Hoje, talvez fruto do seu caminho feito sem a sofreguidão própria de quem sabe que a vida de tenista deve ser uma maratona e não um fugaz sprint, os pensamentos de grandeza de Gauff estão não ausentes, mas mais longínquos. A menina que antes dizia não querer ser a nova Serena Williams mas sim a primeira Coco Gauff parece hoje muito mais relaxada na hora de abraçar as comparações com a vencedora de 23 títulos em torneios do Grand Slam. “Estar em qualquer frase onde ela também está é fantástico”, sublinhou, depois de esmagar Jelena Ostapenko nos quartos de final do US Open, tornando-se de permeio na primeira adolescente norte-americana a chegar às meias-finais do torneio depois de Williams. “Quer dizer… ela é a melhor jogadora de todos os tempos e eu não estou nem de perto, nem de longe nesse patamar. Fico mesmo honrada por estar na mesma frase que ela”, continuou.

E isto também é maturidade, vinda de uma miúda que não tem medo de admitir o peso que noutros tempos as expectativas tiveram em si. Que é uma voz ativa na defesa da comunidade LGBTQ+, dos direitos dos afro-americanos e contra a violência armada no seu país. Mais do que títulos e glórias, Gauff fica feliz por ser “uma boa pessoa”, como sublinhou há um ano em Roland-Garros.

Nos últimos tempos, Gauff diz estar a juntar a “resistência mental” à física que já tinha, o que lhe tem permitido não quebrar em situações de enorme stress. Desde a surpreendente eliminação na 1.ª ronda de Wimbledon, ainda não perdeu qualquer encontro e ganhou dois torneios. Não foi abaixo e está no seu momento mais brilhante.
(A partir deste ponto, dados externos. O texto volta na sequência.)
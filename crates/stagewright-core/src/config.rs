//! Pipeline file parsing and resolved engine configuration.
//!
//! Precedence: built-in defaults, then the pipeline file's `[engine]` table,
//! then [`ConfigOverrides`] (environment and flags, resolved by the binary).
//! The engine itself never reads the environment.

use std::path::{Path, PathBuf};
use std::time::Duration;

use serde::{Deserialize, Serialize};

use crate::error::{ErrorCode, OrchestratorError, Result};
use crate::recovery::{EvidenceCheck, RecoveryPolicy, RecoveryStrategy, RetrySchedule};
use crate::registry::{Stage, StageRegistry};

/// Bookkeeping directory under the working root.
pub const STATE_DIR: &str = ".stagewright";

/// Pipeline file looked up in the working root when none is given.
pub const PIPELINE_FILE: &str = "stagewright.toml";

pub const DEFAULT_PROFILE: &str = "standard";

pub const DEFAULT_PROFILES: [&str; 5] = [
    "minimal",
    "standard",
    "development",
    "zfs_optimized",
    "security",
];

/// Locations of everything the engine persists under the working root.
#[derive(Debug, Clone, PartialEq, Eq)]
pub struct Layout {
    pub root: PathBuf,
    pub state_dir: PathBuf,
    pub checkpoint_log: PathBuf,
    pub progress_marker: PathBuf,
    pub locks_dir: PathBuf,
    pub logs_dir: PathBuf,
    pub reports_dir: PathBuf,
    pub latest_report: PathBuf,
}

impl Layout {
    pub fn new(root: impl AsRef<Path>) -> Self {
        let root = root.as_ref().to_path_buf();
        let state_dir = root.join(STATE_DIR);
        Self {
            checkpoint_log: state_dir.join("checkpoints.log"),
            progress_marker: state_dir.join("progress"),
            locks_dir: state_dir.join("locks"),
            logs_dir: state_dir.join("logs"),
            reports_dir: state_dir.join("reports"),
            latest_report: state_dir.join("report.json"),
            state_dir,
            root,
        }
    }

    /// Create the bookkeeping directories.
    pub fn ensure(&self) -> Result<()> {
        for dir in [&self.state_dir, &self.locks_dir, &self.logs_dir, &self.reports_dir] {
            std::fs::create_dir_all(dir)?;
        }
        Ok(())
    }
}

/// `[engine]` table.
#[derive(Debug, Clone, PartialEq, Eq, Serialize, Deserialize)]
#[serde(default, deny_unknown_fields)]
pub struct EngineSection {
    pub default_timeout_secs: u64,
    pub staleness_hours: u64,
    pub max_parallel: usize,
    pub lock_wait_secs: u64,
    pub lock_stale_secs: u64,
    pub heartbeat_secs: u64,
    /// Directories (relative to the root) that must exist before any stage runs.
    pub required_dirs: Vec<PathBuf>,
    pub profiles: Vec<String>,
}

impl Default for EngineSection {
    fn default() -> Self {
        Self {
            default_timeout_secs: 3600,
            staleness_hours: 24,
            max_parallel: 1,
            lock_wait_secs: 30,
            lock_stale_secs: 600,
            heartbeat_secs: 60,
            required_dirs: Vec::new(),
            profiles: DEFAULT_PROFILES.iter().map(|p| p.to_string()).collect(),
        }
    }
}

#[derive(Debug, Clone, Copy, PartialEq, Eq, Serialize, Deserialize)]
#[serde(rename_all = "snake_case")]
pub enum StrategyKind {
    Retry,
    Evidence,
    None,
}

/// A recovery strategy table (`[recovery.default]` or a stage's `recovery`).
#[derive(Debug, Clone, PartialEq, Eq, Serialize, Deserialize)]
#[serde(deny_unknown_fields)]
pub struct StrategyConfig {
    pub kind: StrategyKind,
    #[serde(default)]
    pub max_retries: Option<u32>,
    #[serde(default)]
    pub base_delay_ms: Option<u64>,
    #[serde(default)]
    pub max_delay_ms: Option<u64>,
    #[serde(default)]
    pub paths: Vec<PathBuf>,
    #[serde(default)]
    pub fresh: Option<bool>,
    #[serde(default)]
    pub accept_on: Option<Vec<ErrorCode>>,
}

impl StrategyConfig {
    fn schedule(&self) -> RetrySchedule {
        let defaults = RetrySchedule::default();
        RetrySchedule::new(
            self.max_retries.unwrap_or(defaults.max_retries),
            self.base_delay_ms.unwrap_or(defaults.base_delay_ms),
            self.max_delay_ms.unwrap_or(defaults.max_delay_ms),
        )
    }

    pub fn into_strategy(&self, owner: &str) -> Result<RecoveryStrategy> {
        match self.kind {
            StrategyKind::None => Ok(RecoveryStrategy::NoRetry),
            StrategyKind::Retry => Ok(RecoveryStrategy::Retry {
                schedule: self.schedule(),
            }),
            StrategyKind::Evidence => {
                if self.paths.is_empty() {
                    return Err(OrchestratorError::Config(format!(
                        "{owner}: evidence strategy needs at least one path"
                    )));
                }
                if let Some(path) = self.paths.iter().find(|p| p.is_absolute()) {
                    return Err(OrchestratorError::Config(format!(
                        "{owner}: evidence path {} must be relative to the build root",
                        path.display()
                    )));
                }
                let mut check = EvidenceCheck::new(self.paths.clone());
                if let Some(fresh) = self.fresh {
                    check.fresh = fresh;
                }
                if let Some(codes) = &self.accept_on {
                    if let Some(code) = codes
                        .iter()
                        .find(|c| matches!(c, ErrorCode::LockAcquisition | ErrorCode::Aborted))
                    {
                        return Err(OrchestratorError::Config(format!(
                            "{owner}: {code} can never be accepted as evidence of completion"
                        )));
                    }
                    check.accept_on = codes.clone();
                }
                Ok(RecoveryStrategy::Evidence {
                    check,
                    schedule: self.schedule(),
                })
            }
        }
    }
}

#[derive(Debug, Clone, Default, PartialEq, Eq, Serialize, Deserialize)]
#[serde(default, deny_unknown_fields)]
pub struct RecoverySection {
    pub default: Option<StrategyConfig>,
}

/// One `[[stage]]` table.
#[derive(Debug, Clone, PartialEq, Eq, Serialize, Deserialize)]
#[serde(deny_unknown_fields)]
pub struct StageSection {
    pub id: String,
    pub weight: u8,
    pub executable: PathBuf,
    #[serde(default)]
    pub args: Vec<String>,
    #[serde(default)]
    pub timeout_secs: Option<u64>,
    #[serde(default)]
    pub log: Option<PathBuf>,
    #[serde(default)]
    pub group: Option<String>,
    #[serde(default)]
    pub profiles: Vec<String>,
    #[serde(default)]
    pub recovery: Option<StrategyConfig>,
}

/// Parsed pipeline file.
#[derive(Debug, Clone, Default, PartialEq, Eq, Serialize, Deserialize)]
#[serde(deny_unknown_fields)]
pub struct PipelineFile {
    #[serde(default)]
    pub engine: EngineSection,
    #[serde(default)]
    pub recovery: RecoverySection,
    #[serde(default, rename = "stage")]
    pub stages: Vec<StageSection>,
    /// Directory relative executables resolve against.
    #[serde(skip)]
    pub base_dir: PathBuf,
}

/// Registry and recovery policy built from a pipeline file.
#[derive(Debug, Clone)]
pub struct Pipeline {
    pub registry: StageRegistry,
    pub recovery: RecoveryPolicy,
}

impl PipelineFile {
    pub fn load(path: &Path) -> Result<Self> {
        let content = std::fs::read_to_string(path).map_err(|e| {
            OrchestratorError::Config(format!("cannot read pipeline file {}: {e}", path.display()))
        })?;
        let mut file = Self::parse(&content)?;
        file.base_dir = path.parent().map(Path::to_path_buf).unwrap_or_default();
        Ok(file)
    }

    pub fn parse(content: &str) -> Result<Self> {
        let file: PipelineFile = toml::from_str(content)?;
        file.validate()?;
        Ok(file)
    }

    /// Check values that serde cannot.
    pub fn validate(&self) -> Result<()> {
        let mut errors = Vec::new();

        if self.engine.max_parallel == 0 {
            errors.push("engine.max_parallel must be greater than 0".to_string());
        }
        if self.engine.default_timeout_secs == 0 {
            errors.push("engine.default_timeout_secs must be greater than 0".to_string());
        }
        if self.engine.heartbeat_secs == 0 {
            errors.push("engine.heartbeat_secs must be greater than 0".to_string());
        }
        if self.engine.profiles.is_empty() {
            errors.push("engine.profiles must not be empty".to_string());
        }
        for stage in &self.stages {
            if stage.timeout_secs == Some(0) {
                errors.push(format!("stage {}: timeout_secs must be greater than 0", stage.id));
            }
            for profile in &stage.profiles {
                if !self.engine.profiles.contains(profile) {
                    errors.push(format!("stage {}: unknown profile {profile}", stage.id));
                }
            }
        }

        if errors.is_empty() {
            Ok(())
        } else {
            Err(OrchestratorError::Config(errors.join("; ")))
        }
    }

    /// Build the stage registry and recovery policy.
    ///
    /// `default_timeout` applies to stages without their own `timeout_secs`.
    pub fn build(&self, default_timeout: Duration) -> Result<Pipeline> {
        let default = match &self.recovery.default {
            Some(cfg) => cfg.into_strategy("recovery.default")?,
            None => RecoveryStrategy::default(),
        };
        let mut recovery = RecoveryPolicy::new(default);
        let mut registry = StageRegistry::new();

        for section in &self.stages {
            let timeout = section
                .timeout_secs
                .map(Duration::from_secs)
                .unwrap_or(default_timeout);
            let mut stage = Stage::new(&section.id, section.weight, self.resolve_executable(&section.executable))
                .with_args(section.args.clone())
                .with_timeout(timeout)
                .for_profiles(section.profiles.clone());
            if let Some(log) = &section.log {
                stage = stage.with_log_path(log);
            }
            if let Some(group) = &section.group {
                stage = stage.in_group(group);
            }
            registry.register(stage)?;

            if let Some(cfg) = &section.recovery {
                recovery.set_strategy(&section.id, cfg.into_strategy(&format!("stage {}", section.id))?);
            }
        }

        registry.execution_units()?;
        Ok(Pipeline { registry, recovery })
    }

    // Bare names are looked up on PATH at validation time.
    fn resolve_executable(&self, exe: &Path) -> PathBuf {
        if exe.is_absolute() || exe.components().count() == 1 {
            exe.to_path_buf()
        } else {
            self.base_dir.join(exe)
        }
    }
}

/// Values supplied by environment variables or flags.
#[derive(Debug, Clone, Default, PartialEq, Eq)]
pub struct ConfigOverrides {
    pub max_parallel: Option<usize>,
    pub stage_timeout_secs: Option<u64>,
    pub staleness_hours: Option<u64>,
    pub resume: Option<bool>,
}

/// Fully resolved engine settings.
#[derive(Debug, Clone, PartialEq, Eq)]
pub struct EngineConfig {
    pub layout: Layout,
    pub default_timeout: Duration,
    pub staleness: Duration,
    pub max_parallel: usize,
    pub lock_wait: Duration,
    pub lock_staleness: Duration,
    pub heartbeat: Duration,
    pub required_dirs: Vec<PathBuf>,
    pub profiles: Vec<String>,
    /// Honor existing completion checkpoints.
    pub resume: bool,
}

impl EngineConfig {
    /// Defaults for `root` without any pipeline file.
    pub fn new(root: impl AsRef<Path>) -> Self {
        Self::from_section(root, &EngineSection::default())
    }

    pub fn from_section(root: impl AsRef<Path>, section: &EngineSection) -> Self {
        Self {
            layout: Layout::new(root),
            default_timeout: Duration::from_secs(section.default_timeout_secs),
            staleness: hours(section.staleness_hours),
            max_parallel: section.max_parallel,
            lock_wait: Duration::from_secs(section.lock_wait_secs),
            lock_staleness: Duration::from_secs(section.lock_stale_secs),
            heartbeat: Duration::from_secs(section.heartbeat_secs),
            required_dirs: section.required_dirs.clone(),
            profiles: section.profiles.clone(),
            resume: true,
        }
    }

    /// Apply overrides on top of the file-derived values.
    pub fn with_overrides(mut self, overrides: &ConfigOverrides) -> Result<Self> {
        if let Some(n) = overrides.max_parallel {
            if n == 0 {
                return Err(OrchestratorError::Config("max parallel must be greater than 0".into()));
            }
            self.max_parallel = n;
        }
        if let Some(secs) = overrides.stage_timeout_secs {
            if secs == 0 {
                return Err(OrchestratorError::Config("stage timeout must be greater than 0".into()));
            }
            self.default_timeout = Duration::from_secs(secs);
        }
        if let Some(h) = overrides.staleness_hours {
            self.staleness = hours(h);
        }
        if let Some(resume) = overrides.resume {
            self.resume = resume;
        }
        Ok(self)
    }

    /// The staleness threshold as a checkpoint-age bound. Absurdly large
    /// thresholds clamp to roughly a thousand years.
    pub fn staleness_window(&self) -> chrono::Duration {
        chrono::Duration::from_std(self.staleness).unwrap_or_else(|_| chrono::Duration::weeks(52 * 1000))
    }

    pub fn knows_profile(&self, profile: &str) -> bool {
        self.profiles.iter().any(|p| p == profile)
    }
}

// Saturates so an oversized hour count means "never stale" instead of overflowing.
fn hours(h: u64) -> Duration {
    Duration::from_secs(h.saturating_mul(3600))
}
Para este processo de crescimento gradual, que no domingo poderá ter o seu ponto alto, ajudará também que, agora, os pais de Coco possam ser “apenas pais”, como referiu - e não treinadores e professores. Eles fizeram o seu trabalho e, aparentemente, fizeram-no bem. Para Coco Gauff parecia que ia ser tudo, em todo o lado e ao mesmo tempo. Mas, para um ténis norte-americano que desesperadamente procura novas estrelas depois do adeus de Serena - e que tem Ben Shelton nas meias-finais masculinas -, poderá muito bem ser muito, em muitos lados, durante muito tempo, o que é bastante melhor.